The Bedroom of the Mister's Wife (1999) brings together 14 of his short stories, including "Dead Languages", which A. S. Byatt selected for her Oxford Book of English Short Stories (1998), making Hensher the youngest author included in the anthology.

He is Professor of Creative Writing at Bath Spa University, formerly Bath College of Higher Education. From 2005 to 2012 he taught creative writing at the University of Exeter.  He has edited new editions of numerous classic works of English literature, including novels by Charles Dickens and Nancy Mitford. Hensher has also served as a judge for the Booker Prize.

Since 2000 Philip Hensher has been listed as one of the 100 most influential LGBT people in Britain, and in 2003 he was selected as one of Granta's twenty Best of Young British Novelists.

In 2002 his novel The Mulberry Empire was longlisted for the Man Booker Prize. In 2008 Hensher's semi-autobiographical novel The Northern Clemency was shortlisted for the prize. In 2012 he won first prize in the German Travel Writers Award and was shortlisted for the Green Carnation Prize. He also won the Stonewall Prize for the Journalist of the Year in 2007 and the Somerset Maugham Award for his novel  Kitchen Venom in 1996.

In 2013 his novel Scenes from Early Life was shortlisted for the Green Carnation Prize, and awarded the Ondaatje Prize.
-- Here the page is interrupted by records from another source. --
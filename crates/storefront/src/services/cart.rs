//! Cart store: the signed-in user's cart lines, kept in step with the
//! backend's cart rows.
//!
//! A store is built per request from the backend handle and the current
//! session. Every mutation is a backend write followed by a full refetch;
//! nothing is updated optimistically. A failed backend call is logged,
//! reported through [`CartError`], and leaves the loaded lines untouched.
//!
//! Two concurrent adds of the same product can both see the old quantity
//! and write the same new one. The backend holds no lock to prevent this.

use shophub_core::{
    CartLine, CartLineId, Price, ProductId, Quantity, cart_count, cart_total, find_line_for_product,
};
use thiserror::Error;
use tracing::{error, instrument};

use crate::backend::{Backend, BackendError};
use crate::models::AuthSession;
use crate::notifications::Toast;

/// Errors reported by cart operations.
///
/// The display text is what the user is shown.
#[derive(Debug, Error)]
pub enum CartError {
    /// Adding requires a signed-in user.
    #[error("Create an account or sign in to add items to your cart")]
    SignInRequired,

    #[error("Failed to load cart items")]
    Fetch(#[source] BackendError),

    #[error("Failed to add item to cart")]
    Add(#[source] BackendError),

    #[error("Failed to remove item")]
    Remove(#[source] BackendError),

    #[error("Failed to update quantity")]
    Update(#[source] BackendError),
}

impl CartError {
    /// Error toast for this failure.
    #[must_use]
    pub fn toast(&self) -> Toast {
        match self {
            Self::SignInRequired => Toast::error("Please Sign In", self.to_string()),
            _ => Toast::error("Error", self.to_string()),
        }
    }

    /// The backend failure behind this error, if any.
    #[must_use]
    pub const fn backend_error(&self) -> Option<&BackendError> {
        match self {
            Self::SignInRequired => None,
            Self::Fetch(e) | Self::Add(e) | Self::Remove(e) | Self::Update(e) => Some(e),
        }
    }
}

/// What a successful mutation did.
#[derive(Debug, Clone, Copy, PartialEq, Eq)]
pub enum CartOutcome {
    /// A new line was inserted.
    Added,
    /// The product was already in the cart; its quantity went up by one.
    Merged,
    /// A line's quantity was set.
    Updated,
    /// A line was deleted.
    Removed,
}

impl CartOutcome {
    /// Confirmation toast, for the outcomes that show one.
    #[must_use]
    pub fn toast(self) -> Option<Toast> {
        match self {
            Self::Added => Some(Toast::info("Success", "Item added to cart")),
            Self::Removed => Some(Toast::info("Removed", "Item removed from cart")),
            Self::Merged | Self::Updated => None,
        }
    }
}

/// Loaded cart lines plus a loading flag.
#[derive(Debug, Clone)]
pub struct CartState {
    /// Lines in backend order.
    pub lines: Vec<CartLine>,
    /// True until the first fetch completes.
    pub is_loading: bool,
}

impl CartState {
    /// Nothing loaded yet.
    #[must_use]
    pub const fn new() -> Self {
        Self {
            lines: Vec::new(),
            is_loading: true,
        }
    }
}

impl Default for CartState {
    fn default() -> Self {
        Self::new()
    }
}

/// The current user's cart for the duration of one request.
pub struct CartStore<'a> {
    backend: &'a dyn Backend,
    session: Option<&'a AuthSession>,
    state: CartState,
}

impl<'a> CartStore<'a> {
    /// A store for `session`'s cart; `None` means signed out.
    #[must_use]
    pub fn new(backend: &'a dyn Backend, session: Option<&'a AuthSession>) -> Self {
        Self {
            backend,
            session,
            state: CartState::new(),
        }
    }

    /// Build a store and load it.
    ///
    /// A failed load is logged and leaves the store empty, so pages can
    /// still render; the error is returned alongside for the caller to
    /// surface.
    pub async fn load(
        backend: &'a dyn Backend,
        session: Option<&'a AuthSession>,
    ) -> (Self, Option<CartError>) {
        let mut store = Self::new(backend, session);
        let error = store.fetch_cart_items().await.err();
        (store, error)
    }

    /// Current state.
    #[must_use]
    pub const fn state(&self) -> &CartState {
        &self.state
    }

    /// Loaded lines, in backend order.
    #[must_use]
    pub fn lines(&self) -> &[CartLine] {
        &self.state.lines
    }

    /// Whether the first fetch has not completed yet.
    #[must_use]
    pub const fn is_loading(&self) -> bool {
        self.state.is_loading
    }

    /// Sum of price times quantity over the loaded lines.
    #[must_use]
    pub fn cart_total(&self) -> Price {
        cart_total(&self.state.lines)
    }

    /// Sum of quantities over the loaded lines.
    #[must_use]
    pub fn cart_count(&self) -> u64 {
        cart_count(&self.state.lines)
    }

    /// Replace the loaded lines with the backend's current rows.
    ///
    /// Signed out, the cart is simply empty.
    ///
    /// # Errors
    ///
    /// Returns `CartError::Fetch` if the backend call fails; the previously
    /// loaded lines are kept.
    #[instrument(skip(self))]
    pub async fn fetch_cart_items(&mut self) -> Result<(), CartError> {
        let Some(session) = self.session else {
            self.state.lines.clear();
            self.state.is_loading = false;
            return Ok(());
        };

        let result = self.backend.list_cart_lines(session).await;
        self.state.is_loading = false;

        match result {
            Ok(lines) => {
                self.state.lines = lines;
                Ok(())
            }
            Err(e) => {
                error!(user_id = %session.user.id, "Error fetching cart: {e}");
                Err(CartError::Fetch(e))
            }
        }
    }

    /// Add one unit of `product_id`.
    ///
    /// If the product already has a line, its quantity goes up by one
    /// instead of a second line being inserted.
    ///
    /// # Errors
    ///
    /// Returns `CartError::SignInRequired` when signed out, or the error of
    /// the failing backend call.
    #[instrument(skip(self), fields(product_id = %product_id))]
    pub async fn add_to_cart(&mut self, product_id: ProductId) -> Result<CartOutcome, CartError> {
        let Some(session) = self.session else {
            return Err(CartError::SignInRequired);
        };

        // The merge check needs authoritative lines.
        if self.state.is_loading {
            self.fetch_cart_items().await?;
        }

        let existing =
            find_line_for_product(&self.state.lines, product_id).map(|line| (line.id, line.quantity));
        if let Some((line_id, quantity)) = existing {
            self.update_quantity(line_id, i64::from(quantity.incremented().get()))
                .await?;
            return Ok(CartOutcome::Merged);
        }

        if let Err(e) = self
            .backend
            .insert_cart_line(session, product_id, Quantity::ONE)
            .await
        {
            error!(user_id = %session.user.id, "Error adding to cart: {e}");
            return Err(CartError::Add(e));
        }

        self.fetch_cart_items().await?;
        Ok(CartOutcome::Added)
    }

    /// Delete a line. Deleting a line that does not exist succeeds.
    ///
    /// # Errors
    ///
    /// Returns `CartError::Remove` if the delete fails, or
    /// `CartError::Fetch` if the refetch does.
    #[instrument(skip(self), fields(line_id = %line_id))]
    pub async fn remove_from_cart(&mut self, line_id: CartLineId) -> Result<CartOutcome, CartError> {
        let Some(session) = self.session else {
            return Err(CartError::SignInRequired);
        };

        if let Err(e) = self.backend.delete_cart_line(session, line_id).await {
            error!(user_id = %session.user.id, "Error removing from cart: {e}");
            return Err(CartError::Remove(e));
        }

        self.fetch_cart_items().await?;
        Ok(CartOutcome::Removed)
    }

    /// Set a line's quantity. Anything below 1 removes the line.
    ///
    /// # Errors
    ///
    /// Returns `CartError::Update` (or `CartError::Remove` for removals) if
    /// the write fails, or `CartError::Fetch` if the refetch does.
    #[instrument(skip(self), fields(line_id = %line_id))]
    pub async fn update_quantity(
        &mut self,
        line_id: CartLineId,
        quantity: i64,
    ) -> Result<CartOutcome, CartError> {
        let Some(quantity) = Quantity::new(quantity) else {
            return self.remove_from_cart(line_id).await;
        };
        let Some(session) = self.session else {
            return Err(CartError::SignInRequired);
        };

        if let Err(e) = self
            .backend
            .update_cart_line_quantity(session, line_id, quantity)
            .await
        {
            error!(user_id = %session.user.id, "Error updating quantity: {e}");
            return Err(CartError::Update(e));
        }

        self.fetch_cart_items().await?;
        Ok(CartOutcome::Updated)
    }
}

#[cfg(test)]
#[allow(clippy::unwrap_used)]
mod tests {
    use rust_decimal::Decimal;
    use shophub_core::{Email, Product};

    use super::*;
    use crate::backend::memory::MemoryBackend;

    struct Fixture {
        backend: MemoryBackend,
        session: AuthSession,
        shoes: Product,
        bottle: Product,
    }

    async fn fixture() -> Fixture {
        let backend = MemoryBackend::new();
        let shoes = backend
            .add_product("Classic Leather Sneakers", Decimal::new(10, 0), 4)
            .await;
        let bottle = backend
            .add_product("Stainless Steel Water Bottle", Decimal::new(5, 0), 9)
            .await;
        let email = Email::parse("shopper@example.com").unwrap();
        backend.register_user(&email, "secret1").await;
        let session = backend.sign_in_with_password(&email, "secret1").await.unwrap();
        Fixture {
            backend,
            session,
            shoes,
            bottle,
        }
    }

    #[tokio::test]
    async fn test_new_store_is_loading() {
        let fx = fixture().await;
        let store = CartStore::new(&fx.backend, Some(&fx.session));
        assert!(store.is_loading());
        assert!(store.lines().is_empty());
    }

    #[tokio::test]
    async fn test_signed_out_fetch_is_empty() {
        let fx = fixture().await;
        let mut store = CartStore::new(&fx.backend, None);
        store.fetch_cart_items().await.unwrap();
        assert!(!store.is_loading());
        assert_eq!(store.cart_count(), 0);
        assert_eq!(store.cart_total(), Price::ZERO);
    }

    #[tokio::test]
    async fn test_signed_out_add_creates_nothing() {
        let fx = fixture().await;
        let mut store = CartStore::new(&fx.backend, None);

        let err = store.add_to_cart(fx.shoes.id).await.unwrap_err();
        assert!(matches!(err, CartError::SignInRequired));
        assert!(fx.backend.cart_rows_for(fx.session.user.id).await.is_empty());
    }

    #[tokio::test]
    async fn test_adding_twice_merges_into_one_line() {
        let fx = fixture().await;
        let mut store = CartStore::new(&fx.backend, Some(&fx.session));

        assert_eq!(store.add_to_cart(fx.shoes.id).await.unwrap(), CartOutcome::Added);
        assert_eq!(store.add_to_cart(fx.shoes.id).await.unwrap(), CartOutcome::Merged);

        assert_eq!(store.lines().len(), 1);
        assert_eq!(store.lines()[0].quantity.get(), 2);
        assert_eq!(
            fx.backend.cart_rows_for(fx.session.user.id).await,
            vec![(fx.shoes.id, 2)]
        );
    }

    #[tokio::test]
    async fn test_merge_sees_rows_from_earlier_requests() {
        let fx = fixture().await;
        CartStore::new(&fx.backend, Some(&fx.session))
            .add_to_cart(fx.shoes.id)
            .await
            .unwrap();

        // A fresh store has not fetched yet; adding must still merge.
        let mut store = CartStore::new(&fx.backend, Some(&fx.session));
        assert_eq!(store.add_to_cart(fx.shoes.id).await.unwrap(), CartOutcome::Merged);
        assert_eq!(store.lines().len(), 1);
        assert_eq!(store.cart_count(), 2);
    }

    #[tokio::test]
    async fn test_totals_follow_every_mutation() {
        let fx = fixture().await;
        let mut store = CartStore::new(&fx.backend, Some(&fx.session));

        store.add_to_cart(fx.shoes.id).await.unwrap();
        store.add_to_cart(fx.shoes.id).await.unwrap();
        store.add_to_cart(fx.bottle.id).await.unwrap();
        assert_eq!(store.cart_total().to_string(), "$25.00");
        assert_eq!(store.cart_count(), 3);

        let shoes_line = store.lines().iter().find(|l| l.product_id == fx.shoes.id).unwrap().id;
        store.update_quantity(shoes_line, 5).await.unwrap();
        assert_eq!(store.cart_total().to_string(), "$55.00");
        assert_eq!(store.cart_count(), 6);
    }

    #[tokio::test]
    async fn test_update_below_one_removes() {
        for quantity in [0, -1] {
            let fx = fixture().await;
            let mut store = CartStore::new(&fx.backend, Some(&fx.session));
            store.add_to_cart(fx.shoes.id).await.unwrap();
            let line_id = store.lines()[0].id;

            let outcome = store.update_quantity(line_id, quantity).await.unwrap();
            assert_eq!(outcome, CartOutcome::Removed);
            assert!(store.lines().is_empty());
        }
    }

    #[tokio::test]
    async fn test_remove_missing_line_is_ok() {
        let fx = fixture().await;
        let mut store = CartStore::new(&fx.backend, Some(&fx.session));
        store.add_to_cart(fx.bottle.id).await.unwrap();

        let outcome = store.remove_from_cart(CartLineId::generate()).await.unwrap();
        assert_eq!(outcome, CartOutcome::Removed);
        assert_eq!(store.lines().len(), 1);
        assert_eq!(store.cart_count(), 1);
    }

    #[tokio::test]
    async fn test_backend_failure_leaves_state_unchanged() {
        let fx = fixture().await;
        let mut store = CartStore::new(&fx.backend, Some(&fx.session));
        store.add_to_cart(fx.shoes.id).await.unwrap();
        let before = store.lines().to_vec();

        fx.backend.set_unavailable(true).await;
        let err = store.add_to_cart(fx.bottle.id).await.unwrap_err();
        assert!(matches!(err, CartError::Add(_)));
        assert_eq!(err.to_string(), "Failed to add item to cart");
        assert_eq!(store.lines(), before.as_slice());

        let err = store.update_quantity(before[0].id, 3).await.unwrap_err();
        assert!(matches!(err, CartError::Update(_)));
        let err = store.remove_from_cart(before[0].id).await.unwrap_err();
        assert!(matches!(err, CartError::Remove(_)));
        let err = store.fetch_cart_items().await.unwrap_err();
        assert_eq!(err.to_string(), "Failed to load cart items");
        assert_eq!(store.lines(), before.as_slice());
    }

    #[tokio::test]
    async fn test_load_reports_fetch_error() {
        let fx = fixture().await;
        fx.backend.set_unavailable(true).await;

        let (store, error) = CartStore::load(&fx.backend, Some(&fx.session)).await;
        assert!(!store.is_loading());
        assert!(store.lines().is_empty());
        assert!(matches!(error, Some(CartError::Fetch(_))));
    }

    #[test]
    fn test_outcome_toasts() {
        assert_eq!(
            CartOutcome::Added.toast().unwrap().description,
            "Item added to cart"
        );
        assert_eq!(CartOutcome::Removed.toast().unwrap().title, "Removed");
        assert!(CartOutcome::Merged.toast().is_none());
        assert!(CartOutcome::Updated.toast().is_none());
    }
}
It is based on his husband's childhood against the backdrop of the war of independence in Bangladesh.

Hensher wrote the libretto for Thomas Adès's opera Powder Her Face (1995) and in 2015 he edited The Penguin Book of the British Short Story.

Hensher's early works of fiction been characterized as having an "ironic, knowing distance from their characters" and "icily precise skewerings of pretension and hypocrisy". His historical novel The Mulberry Empire "echoes with the rhythm and language of folk tales" while "play[ing] games" with narrative forms.

Hensher served on the jury for the 2018 Scotiabank Giller Prize.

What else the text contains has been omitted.